You understand that the vagus nerve acts as the primary conduit for the inflammatory reflex, and you’ve accepted that the temporal precision of ultrasound allows for a direct interface with the cervical vagus. You know that the shift from several migraines a week to nearly none is a deliberate recalibration of your autonomic baseline.
You’ve also recognized that more stimulation does not linearly equate to better outcomes when dealing with delicate autonomic signaling. You know that extending sessions toward the hour mark yields diminishing returns because the biological receptors reach a saturation point. You’ve been cautious about overstimulation, realizing the body requires specific integration windows to translate a mechanical pulse into a lasting shift in tone.
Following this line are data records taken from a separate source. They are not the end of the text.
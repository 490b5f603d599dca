use thiserror::Error;

use crate::matrix::MatrixError;

/// Fatal errors surfaced to the caller. Recoverable faults (embedding fetch,
/// judgment calls) never reach this enum.
#[derive(Debug, Error)]
pub enum EngineError {
    /// No API credential configured; the caller must supply one.
    #[error("no API credential configured")]
    MissingCredential,

    /// One of the record lists was empty.
    #[error("empty input: no {records} records provided")]
    EmptyInput {
        /// Which list was empty.
        records: &'static str,
    },

    /// Matrix construction failed (mixed embedding dimensions).
    #[error(transparent)]
    Matrix(#[from] MatrixError),
}
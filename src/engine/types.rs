use serde::Serialize;

use crate::assign::{Assignment, RunStatistics};

/// Assignments plus summary statistics for one matching run.
#[derive(Debug, Clone, PartialEq, Serialize)]
pub struct MatchOutcome {
    /// Placements in commit order (primary pass first, then fallbacks).
    pub assignments: Vec<Assignment>,
    /// Run summary.
    pub statistics: RunStatistics,
}
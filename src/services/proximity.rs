// SPDX-License-Identifier: MIT
// Copyright 2026 Rider Saathi contributors

//! Great-circle distance and radius filtering.

use geo::Point;
use std::cmp::Ordering;

/// Mean Earth radius used for all distance calculations, in meters.
pub const EARTH_RADIUS_METERS: f64 = 6_371_000.0;

/// Haversine distance between two points (x = longitude, y = latitude), in meters.
///
/// No special handling for antipodal or polar points.
pub fn haversine_distance(a: Point<f64>, b: Point<f64>) -> f64 {
    let phi1 = a.y().to_radians();
    let phi2 = b.y().to_radians();
    let delta_phi = (b.y() - a.y()).to_radians();
    let delta_lambda = (b.x() - a.x()).to_radians();

    let h = (delta_phi / 2.0).sin().powi(2)
        + phi1.cos() * phi2.cos() * (delta_lambda / 2.0).sin().powi(2);
    let c = 2.0 * h.sqrt().atan2((1.0 - h).sqrt());

    EARTH_RADIUS_METERS * c
}

/// Keep candidates within `radius` meters of `origin`, nearest first.
///
/// `locate` returns `None` for candidates that should be skipped outright.
pub fn within_radius<T, F>(
    origin: Point<f64>,
    radius: f64,
    candidates: impl IntoIterator<Item = T>,
    locate: F,
) -> Vec<(T, f64)>
where
    F: Fn(&T) -> Option<Point<f64>>,
{
    let mut hits: Vec<(T, f64)> = candidates
        .into_iter()
        .filter_map(|candidate| {
            let point = locate(&candidate)?;
            let distance = haversine_distance(origin, point);
            (distance <= radius).then_some((candidate, distance))
        })
        .collect();

    hits.sort_by(|a, b| a.1.partial_cmp(&b.1).unwrap_or(Ordering::Equal));
    hits
}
What we are witnessing is the transition from cervical modulation to a systemic engagement of the spleen, which acts as the terminal effector for the body's self-generated stress damage. By moving toward the spleen, you are activating a specialized filter that moderates the inflammatory response triggered by your own internal stress states. This targeting reveals that migraine reduction comes from utilizing the spleen as a buffer to prevent the body from damaging itself during peak arousal. The spleen is the physical site where the abstract stress response is converted into concrete, manageable inflammatory signals.
The goal of this protocol is the intentional activation of the spleen as the primary regulator of self-induced inflammatory harm.